● **WORK REQUEST**
Look through the material below and copy exactly the lines from the line with "tweets from the" to the line with "duration in minutes", those two lines included.

● **THE INPUT**
= = = =

//! FCP OAuth - OAuth 2.0 app authentication for FCP connectors
//!
//! Connectors that sign user-context requests themselves (OAuth 1.0a) can
//! still prefer an app-only bearer token where the provider allows it. This
//! crate covers that half:
//!
//! - **Client credentials**: exchange a client id/secret for a bearer token
//! - **Token bookkeeping**: expiry tracking and refresh thresholds
//!
//! # Quick Start
//!
//! ```rust,ignore
//! use fcp_oauth::{OAuth2Client, OAuth2Config};
//!
//! let config = OAuth2Config::new("client_id", "client_secret", "https://api.example.com/oauth2/token")
//!     .with_scopes(vec!["tweet.read".into(), "users.read".into()]);
//!
//! let client = OAuth2Client::new(config)?;
//! let tokens = client.client_credentials(&[]).await?;
//! println!("{}", tokens.authorization_header());
//! ```

#![forbid(unsafe_code)]
#![warn(clippy::all, clippy::pedantic, clippy::nursery)]
#![allow(clippy::module_name_repetitions)]

mod error;
mod oauth2;
mod token;

pub use error::*;
pub use oauth2::*;
pub use token::*;

use std::time::Duration;

/// Default token refresh threshold (refresh when less than this time remaining).
pub const DEFAULT_REFRESH_THRESHOLD: Duration = Duration::from_secs(300); // 5 minutes

/// OAuth grant types used by this crate.
#[derive(Debug, Clone, Copy, PartialEq, Eq, serde::Serialize, serde::Deserialize)]
#[serde(rename_all = "snake_case")]
pub enum GrantType {
    /// Client credentials grant (service-to-service).
    ClientCredentials,
}

impl std::fmt::Display for GrantType {
    fn fmt(&self, f: &mut std::fmt::Formatter<'_>) -> std::fmt::Result {
        match self {
            Self::ClientCredentials => write!(f, "client_credentials"),
        }
    }
}
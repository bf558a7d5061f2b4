//! OAuth error types.

/// OAuth errors.
#[derive(Debug, thiserror::Error)]
pub enum OAuthError {
    /// Invalid client configuration.
    #[error("Invalid OAuth configuration: {0}")]
    InvalidConfig(String),

    /// The token endpoint answered with a non-success status.
    #[error("Token exchange failed ({status}): {message}")]
    TokenExchangeFailed {
        /// HTTP status returned by the token endpoint.
        status: u16,
        /// Provider error code and description, or the raw body.
        message: String,
    },

    /// The token endpoint answered 2xx but the payload was unusable.
    #[error("Invalid token response: {0}")]
    InvalidTokenResponse(String),

    /// HTTP request failed.
    #[error("HTTP request failed: {0}")]
    HttpError(#[from] reqwest::Error),

    /// URL parsing failed.
    #[error("URL parsing failed: {0}")]
    UrlError(#[from] url::ParseError),
}

/// Result type for OAuth operations.
pub type OAuthResult<T> = Result<T, OAuthError>;
//! OAuth token types.

use std::time::Duration;

use chrono::{DateTime, Utc};
use serde::{Deserialize, Serialize};

use crate::DEFAULT_REFRESH_THRESHOLD;

/// OAuth token response from provider.
#[derive(Debug, Clone, Serialize, Deserialize)]
pub struct TokenResponse {
    /// The access token.
    pub access_token: String,

    /// Token type (usually "bearer").
    #[serde(default = "default_token_type")]
    pub token_type: String,

    /// Lifetime in seconds.
    #[serde(default)]
    pub expires_in: Option<u64>,
}

fn default_token_type() -> String {
    "Bearer".into()
}

/// Issued OAuth tokens with expiry metadata.
#[derive(Debug, Clone, Serialize)]
pub struct OAuthTokens {
    access_token: String,
    token_type: String,
    expires_at: Option<DateTime<Utc>>,
}

impl OAuthTokens {
    /// Create tokens from a token response.
    #[must_use]
    pub fn from_response(response: TokenResponse) -> Self {
        let now = Utc::now();
        let expires_at = response.expires_in.and_then(|secs| {
            let secs = i64::try_from(secs).ok()?;
            now.checked_add_signed(chrono::TimeDelta::try_seconds(secs)?)
        });

        // Providers disagree on casing ("bearer" vs "Bearer"); the header scheme is case-insensitive.
        let token_type = if response.token_type.eq_ignore_ascii_case("bearer") {
            "Bearer".to_string()
        } else {
            response.token_type
        };

        Self {
            access_token: response.access_token,
            token_type,
            expires_at,
        }
    }

    /// Get the access token.
    #[must_use]
    pub fn access_token(&self) -> &str {
        &self.access_token
    }

    /// Get the token type.
    #[must_use]
    pub fn token_type(&self) -> &str {
        &self.token_type
    }

    /// Check if the token has expired.
    #[must_use]
    pub fn is_expired(&self) -> bool {
        self.expires_at.is_some_and(|exp| Utc::now() >= exp)
    }

    /// Check if the token needs refresh (within threshold of expiry).
    #[must_use]
    pub fn needs_refresh(&self) -> bool {
        self.needs_refresh_within(DEFAULT_REFRESH_THRESHOLD)
    }

    /// Check if the token needs refresh within a given threshold.
    #[must_use]
    pub fn needs_refresh_within(&self, threshold: Duration) -> bool {
        self.expires_at.is_some_and(|exp| {
            // An unrepresentable threshold reaches past any expiry
            chrono::TimeDelta::from_std(threshold)
                .ok()
                .and_then(|delta| Utc::now().checked_add_signed(delta))
                .is_none_or(|threshold_time| threshold_time >= exp)
        })
    }

    /// Get the authorization header value.
    #[must_use]
    pub fn authorization_header(&self) -> String {
        format!("{} {}", self.token_type, self.access_token)
    }
}

#[cfg(test)]
mod tests {
    use super::*;

    fn mock_token_response(expires_in: Option<u64>) -> TokenResponse {
        TokenResponse {
            access_token: "test_access_token".to_string(),
            token_type: "bearer".to_string(),
            expires_in,
        }
    }

    #[test]
    fn test_token_from_response() {
        let tokens = OAuthTokens::from_response(mock_token_response(Some(3600)));

        assert_eq!(tokens.access_token(), "test_access_token");
        assert_eq!(tokens.token_type(), "Bearer");
        assert!(!tokens.is_expired());
    }

    #[test]
    fn test_token_expiration() {
        let tokens = OAuthTokens::from_response(mock_token_response(Some(0)));
        assert!(tokens.is_expired());
        assert!(tokens.needs_refresh());
    }

    #[test]
    fn test_token_without_expiry_never_needs_refresh() {
        let tokens = OAuthTokens::from_response(mock_token_response(None));
        assert!(!tokens.is_expired());
        assert!(!tokens.needs_refresh());
    }

    #[test]
    fn test_token_needs_refresh() {
        // 2 minutes left, below the 5 minute threshold
        let tokens = OAuthTokens::from_response(mock_token_response(Some(120)));
        assert!(tokens.needs_refresh());

        let tokens = OAuthTokens::from_response(mock_token_response(Some(600)));
        assert!(!tokens.needs_refresh());
    }

    #[test]
    fn test_authorization_header() {
        let tokens = OAuthTokens::from_response(mock_token_response(Some(3600)));
        assert_eq!(tokens.authorization_header(), "Bearer test_access_token");
    }

    #[test]
    fn test_token_type_defaults_when_absent() {
        let response: TokenResponse =
            serde_json::from_value(serde_json::json!({ "access_token": "abc" })).unwrap();
        let tokens = OAuthTokens::from_response(response);
        assert_eq!(tokens.authorization_header(), "Bearer abc");
    }
}
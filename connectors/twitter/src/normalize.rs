//! Flattening of expansion-based API payloads into self-contained records.
//!
//! The v2 API returns referenced users, tweets and media in a side table
//! (`includes`) keyed by id or media key. Normalization joins them back onto
//! each primary tweet. Missing side-table entries never fail: authors fall
//! back to placeholders, media keys are dropped and references stay unset.

use std::collections::HashMap;

use tracing::debug;

use crate::{
    model::{
        MediaRef, Profile, ReferencedStatus, Tweet, UNKNOWN_DISPLAY_NAME, UNKNOWN_USERNAME,
    },
    types::{Includes, MediaData, OneOrMany, TweetData, TwitterResponse, UserData},
};

/// Lookup tables built from an `includes` bag.
#[derive(Debug, Default)]
struct Expansions<'a> {
    users: HashMap<&'a str, &'a UserData>,
    tweets: HashMap<&'a str, &'a TweetData>,
    media: HashMap<&'a str, &'a MediaData>,
}

impl<'a> Expansions<'a> {
    fn new(includes: Option<&'a Includes>) -> Self {
        let Some(includes) = includes else {
            return Self::default();
        };

        Self {
            users: includes.users.iter().map(|u| (u.id.as_str(), u)).collect(),
            tweets: includes.tweets.iter().map(|t| (t.id.as_str(), t)).collect(),
            media: includes
                .media
                .iter()
                .map(|m| (m.media_key.as_str(), m))
                .collect(),
        }
    }

    fn author(&self, tweet: &TweetData) -> Option<&'a UserData> {
        tweet
            .author_id
            .as_deref()
            .and_then(|id| self.users.get(id).copied())
    }

    fn media_for(&self, tweet: &TweetData) -> Vec<MediaRef> {
        tweet
            .attachments
            .as_ref()
            .and_then(|a| a.media_keys.as_ref())
            .into_iter()
            .flatten()
            .filter_map(|key| self.media.get(key.as_str()))
            .map(|m| MediaRef {
                media_type: m.media_type.clone(),
                url: m
                    .url
                    .clone()
                    .or_else(|| m.preview_image_url.clone())
                    .unwrap_or_default(),
            })
            .collect()
    }

    fn referenced(&self, id: &str, primary_username: &str) -> Option<ReferencedStatus> {
        let included = self.tweets.get(id)?;
        let username = match self.author(included) {
            Some(author) => author.username.clone(),
            None => {
                debug!(
                    tweet_id = id,
                    "Referenced tweet author not expanded, attributing to primary author"
                );
                primary_username.to_string()
            }
        };

        Some(ReferencedStatus {
            id: included.id.clone(),
            text: included.text.clone(),
            username,
        })
    }

    fn tweet(&self, raw: TweetData) -> Tweet {
        let author = self.author(&raw);
        let username = author.map_or_else(|| UNKNOWN_USERNAME.to_string(), |a| a.username.clone());
        let metrics = raw.public_metrics.clone().unwrap_or_default();
        let media = self.media_for(&raw);

        let mut tweet = Tweet {
            display_name: author.map_or_else(|| UNKNOWN_DISPLAY_NAME.to_string(), |a| a.name.clone()),
            profile_image_url: author.and_then(|a| a.profile_image_url.clone()),
            created_at: raw.created_at,
            like_count: metrics.like_count,
            retweet_count: metrics.retweet_count,
            reply_count: metrics.reply_count,
            media,
            id: raw.id,
            text: raw.text,
            username,
            ..Tweet::default()
        };

        for reference in raw.referenced_tweets.unwrap_or_default() {
            match reference.ref_type.as_str() {
                "retweeted" => {
                    tweet.retweeted_status = self.referenced(&reference.id, &tweet.username);
                }
                "quoted" => {
                    tweet.quoted_status = self.referenced(&reference.id, &tweet.username);
                }
                "replied_to" => tweet.in_reply_to_status_id = Some(reference.id),
                other => debug!(ref_type = other, "Ignoring unknown reference type"),
            }
        }

        tweet
    }
}

/// Normalize a tweet lookup, timeline or search response.
///
/// Output preserves input order. An absent `data` yields an empty list.
#[must_use]
pub fn normalize(response: TwitterResponse<OneOrMany<TweetData>>) -> Vec<Tweet> {
    let data = response.data.map(OneOrMany::into_vec).unwrap_or_default();
    normalize_tweets(data, response.includes.as_ref())
}

/// Normalize primary tweets against an optional `includes` bag.
#[must_use]
pub fn normalize_tweets(data: Vec<TweetData>, includes: Option<&Includes>) -> Vec<Tweet> {
    let expansions = Expansions::new(includes);
    data.into_iter().map(|raw| expansions.tweet(raw)).collect()
}

/// Build a profile, keeping the caller's `username`.
#[must_use]
pub fn normalize_profile(username: &str, user: UserData) -> Profile {
    let metrics = user.public_metrics.unwrap_or_default();

    Profile {
        id: user.id,
        username: username.to_string(),
        display_name: user.name,
        bio: user.description.unwrap_or_default(),
        verified: user.verified.unwrap_or(false),
        profile_image_url: user.profile_image_url,
        followers_count: metrics.followers_count,
        following_count: metrics.following_count,
        tweet_count: metrics.tweet_count,
        created_at: user.created_at,
        location: user.location,
        url: user.url,
    }
}
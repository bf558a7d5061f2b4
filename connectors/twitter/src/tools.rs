//! Tool catalog and typed tool calls.
//!
//! The catalog describes every tool with a JSON Schema the agent host can
//! show to a model. [`ToolCall::parse`] turns a name plus JSON arguments into
//! a typed call, validating everything that can be checked without I/O.

use std::fmt;
use std::str::FromStr;

use indexmap::IndexMap;
use serde::{Deserialize, Serialize};
use serde_json::{Map, Value as JsonValue, json};

use crate::error::{TwitterError, TwitterResult};
use crate::model::{MediaUpload, PollSpec, SearchMode, validate_tweet_text};

/// Default number of tweets returned by list tools.
pub const DEFAULT_LIMIT: u32 = 10;
/// Largest accepted `limit`.
pub const MAX_LIMIT: u32 = 100;

/// Every tool this adapter exposes.
#[derive(Debug, Clone, Copy, PartialEq, Eq, Hash, Serialize, Deserialize)]
#[serde(rename_all = "snake_case")]
pub enum ToolName {
    GetProfile,
    GetTweets,
    GetTweet,
    SearchTweets,
    SendTweet,
    SendTweetWithPoll,
    Retweet,
    LikeTweet,
    GetTrends,
}

impl ToolName {
    /// All tools, in catalog order.
    pub const ALL: [Self; 9] = [
        Self::GetProfile,
        Self::GetTweets,
        Self::GetTweet,
        Self::SearchTweets,
        Self::SendTweet,
        Self::SendTweetWithPoll,
        Self::Retweet,
        Self::LikeTweet,
        Self::GetTrends,
    ];

    #[must_use]
    pub const fn as_str(self) -> &'static str {
        match self {
            Self::GetProfile => "get_profile",
            Self::GetTweets => "get_tweets",
            Self::GetTweet => "get_tweet",
            Self::SearchTweets => "search_tweets",
            Self::SendTweet => "send_tweet",
            Self::SendTweetWithPoll => "send_tweet_with_poll",
            Self::Retweet => "retweet",
            Self::LikeTweet => "like_tweet",
            Self::GetTrends => "get_trends",
        }
    }
}

impl fmt::Display for ToolName {
    fn fmt(&self, f: &mut fmt::Formatter<'_>) -> fmt::Result {
        f.write_str(self.as_str())
    }
}

impl FromStr for ToolName {
    type Err = TwitterError;

    fn from_str(s: &str) -> Result<Self, Self::Err> {
        Self::ALL
            .into_iter()
            .find(|name| name.as_str() == s)
            .ok_or_else(|| TwitterError::UnknownTool(s.to_string()))
    }
}

/// JSON Schema type of a tool parameter.
#[derive(Debug, Clone, Copy, PartialEq, Eq, Serialize, Deserialize)]
#[serde(rename_all = "lowercase")]
pub enum ParamType {
    String,
    Integer,
    Number,
    Boolean,
    Array,
    Object,
}

/// One parameter of a tool.
#[derive(Debug, Clone, PartialEq, Eq)]
pub struct ToolParameter {
    pub name: &'static str,
    pub param_type: ParamType,
    pub required: bool,
    pub description: &'static str,
    /// Allowed values for string parameters.
    pub allowed: Option<&'static [&'static str]>,
    /// Element type for arrays.
    pub items: Option<ParamType>,
}

impl ToolParameter {
    const fn new(
        name: &'static str,
        param_type: ParamType,
        required: bool,
        description: &'static str,
    ) -> Self {
        Self {
            name,
            param_type,
            required,
            description,
            allowed: None,
            items: None,
        }
    }

    const fn required(name: &'static str, param_type: ParamType, description: &'static str) -> Self {
        Self::new(name, param_type, true, description)
    }

    const fn optional(name: &'static str, param_type: ParamType, description: &'static str) -> Self {
        Self::new(name, param_type, false, description)
    }

    const fn one_of(mut self, allowed: &'static [&'static str]) -> Self {
        self.allowed = Some(allowed);
        self
    }

    const fn of(mut self, items: ParamType) -> Self {
        self.items = Some(items);
        self
    }

    fn schema(&self) -> JsonValue {
        let mut schema = json!({
            "type": self.param_type,
            "description": self.description,
        });
        if let Some(allowed) = self.allowed {
            schema["enum"] = json!(allowed);
        }
        if let Some(items) = self.items {
            schema["items"] = json!({ "type": items });
        }
        schema
    }
}

/// JSON Schema for a tool's argument object.
#[derive(Debug, Clone, PartialEq, Serialize, Deserialize)]
pub struct ObjectSchema {
    #[serde(rename = "type")]
    pub schema_type: String,
    pub properties: IndexMap<String, JsonValue>,
    #[serde(default)]
    pub required: Vec<String>,
}

/// A tool as listed to the agent host.
#[derive(Debug, Clone, PartialEq, Eq)]
pub struct ToolDescriptor {
    pub name: ToolName,
    pub description: &'static str,
    pub parameters: Vec<ToolParameter>,
}

impl ToolDescriptor {
    /// Argument schema, properties in declaration order.
    #[must_use]
    pub fn schema(&self) -> ObjectSchema {
        ObjectSchema {
            schema_type: "object".to_string(),
            properties: self
                .parameters
                .iter()
                .map(|p| (p.name.to_string(), p.schema()))
                .collect(),
            required: self
                .parameters
                .iter()
                .filter(|p| p.required)
                .map(|p| p.name.to_string())
                .collect(),
        }
    }

    /// `{name, description, parameters}` definition for the host.
    #[must_use]
    pub fn definition(&self) -> JsonValue {
        json!({
            "name": self.name,
            "description": self.description,
            "parameters": self.schema(),
        })
    }
}

const SEARCH_MODES: &[&str] = &["latest", "top", "people", "photos", "videos"];

/// The fixed, ordered set of tools.
#[derive(Debug, Clone)]
pub struct ToolCatalog {
    tools: IndexMap<ToolName, ToolDescriptor>,
}

impl Default for ToolCatalog {
    fn default() -> Self {
        Self::new()
    }
}

impl ToolCatalog {
    /// Build the catalog. The result does not depend on credentials.
    #[must_use]
    pub fn new() -> Self {
        use ParamType as Ty;
        use ToolParameter as P;

        let descriptors = [
            ToolDescriptor {
                name: ToolName::GetProfile,
                description: "Get a user's profile by username",
                parameters: vec![P::required("username", Ty::String, "Handle without the leading @")],
            },
            ToolDescriptor {
                name: ToolName::GetTweets,
                description: "Get a user's most recent tweets",
                parameters: vec![
                    P::required("username", Ty::String, "Handle without the leading @"),
                    P::optional("limit", Ty::Integer, "Number of tweets to return (default 10, 1-100)"),
                ],
            },
            ToolDescriptor {
                name: ToolName::GetTweet,
                description: "Get a single tweet by id",
                parameters: vec![P::required("id", Ty::String, "Tweet id")],
            },
            ToolDescriptor {
                name: ToolName::SearchTweets,
                description: "Search tweets from the last seven days",
                parameters: vec![
                    P::required("query", Ty::String, "Search query"),
                    P::optional("limit", Ty::Integer, "Number of tweets to return (default 10, 1-100)"),
                    P::optional("mode", Ty::String, "Ranking and filter mode (default latest)")
                        .one_of(SEARCH_MODES),
                ],
            },
            ToolDescriptor {
                name: ToolName::SendTweet,
                description: "Post a tweet, optionally as a reply or with media",
                parameters: vec![
                    P::required("text", Ty::String, "Tweet text (at most 280 characters)"),
                    P::optional("in_reply_to", Ty::String, "Id of the tweet to reply to"),
                    P::optional(
                        "media",
                        Ty::Array,
                        "Attachments as objects with base64 `data` and a MIME `media_type`",
                    )
                    .of(Ty::Object),
                ],
            },
            ToolDescriptor {
                name: ToolName::SendTweetWithPoll,
                description: "Post a tweet with a poll",
                parameters: vec![
                    P::required("text", Ty::String, "Tweet text (at most 280 characters)"),
                    P::required("options", Ty::Array, "2 to 4 poll options, each at most 25 characters")
                        .of(Ty::String),
                    P::required("duration_minutes", Ty::Integer, "Poll duration in minutes (5-10080)"),
                ],
            },
            ToolDescriptor {
                name: ToolName::Retweet,
                description: "Retweet a tweet",
                parameters: vec![P::required("id", Ty::String, "Tweet id")],
            },
            ToolDescriptor {
                name: ToolName::LikeTweet,
                description: "Like a tweet",
                parameters: vec![P::required("id", Ty::String, "Tweet id")],
            },
            ToolDescriptor {
                name: ToolName::GetTrends,
                description: "Get trending topics (not implemented)",
                parameters: Vec::new(),
            },
        ];

        Self {
            tools: descriptors.into_iter().map(|d| (d.name, d)).collect(),
        }
    }

    #[must_use]
    pub fn get(&self, name: ToolName) -> Option<&ToolDescriptor> {
        self.tools.get(&name)
    }

    /// Resolve a tool by its wire name.
    pub fn resolve(&self, name: &str) -> TwitterResult<&ToolDescriptor> {
        let name = name.parse::<ToolName>()?;
        self.get(name)
            .ok_or_else(|| TwitterError::UnknownTool(name.to_string()))
    }

    /// Descriptors in catalog order.
    pub fn iter(&self) -> impl Iterator<Item = &ToolDescriptor> {
        self.tools.values()
    }

    /// Host-facing definitions in catalog order.
    #[must_use]
    pub fn definitions(&self) -> Vec<JsonValue> {
        self.iter().map(ToolDescriptor::definition).collect()
    }

    #[must_use]
    pub fn len(&self) -> usize {
        self.tools.len()
    }

    #[must_use]
    pub fn is_empty(&self) -> bool {
        self.tools.is_empty()
    }
}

= = = =

● **PROBLEM SOLUTION**
                description: "Search tweets from the last seven days",
                parameters: vec![
                    P::required("query", Ty::String, "Search query"),
                    P::optional("limit", Ty::Integer, "Number of tweets to return (default 10, 1-100)"),
                    P::optional("mode", Ty::String, "Ranking and filter mode (default latest)")
                        .one_of(SEARCH_MODES),
                ],
            },
            ToolDescriptor {
                name: ToolName::SendTweet,
                description: "Post a tweet, optionally as a reply or with media",
                parameters: vec![
                    P::required("text", Ty::String, "Tweet text (at most 280 characters)"),
                    P::optional("in_reply_to", Ty::String, "Id of the tweet to reply to"),
                    P::optional(
                        "media",
                        Ty::Array,
                        "Attachments as objects with base64 `data` and a MIME `media_type`",
                    )
                    .of(Ty::Object),
                ],
            },
            ToolDescriptor {
                name: ToolName::SendTweetWithPoll,
                description: "Post a tweet with a poll",
                parameters: vec![
                    P::required("text", Ty::String, "Tweet text (at most 280 characters)"),
                    P::required("options", Ty::Array, "2 to 4 poll options, each at most 25 characters")
                        .of(Ty::String),
                    P::required("duration_minutes", Ty::Integer, "Poll duration in minutes (5-10080)"),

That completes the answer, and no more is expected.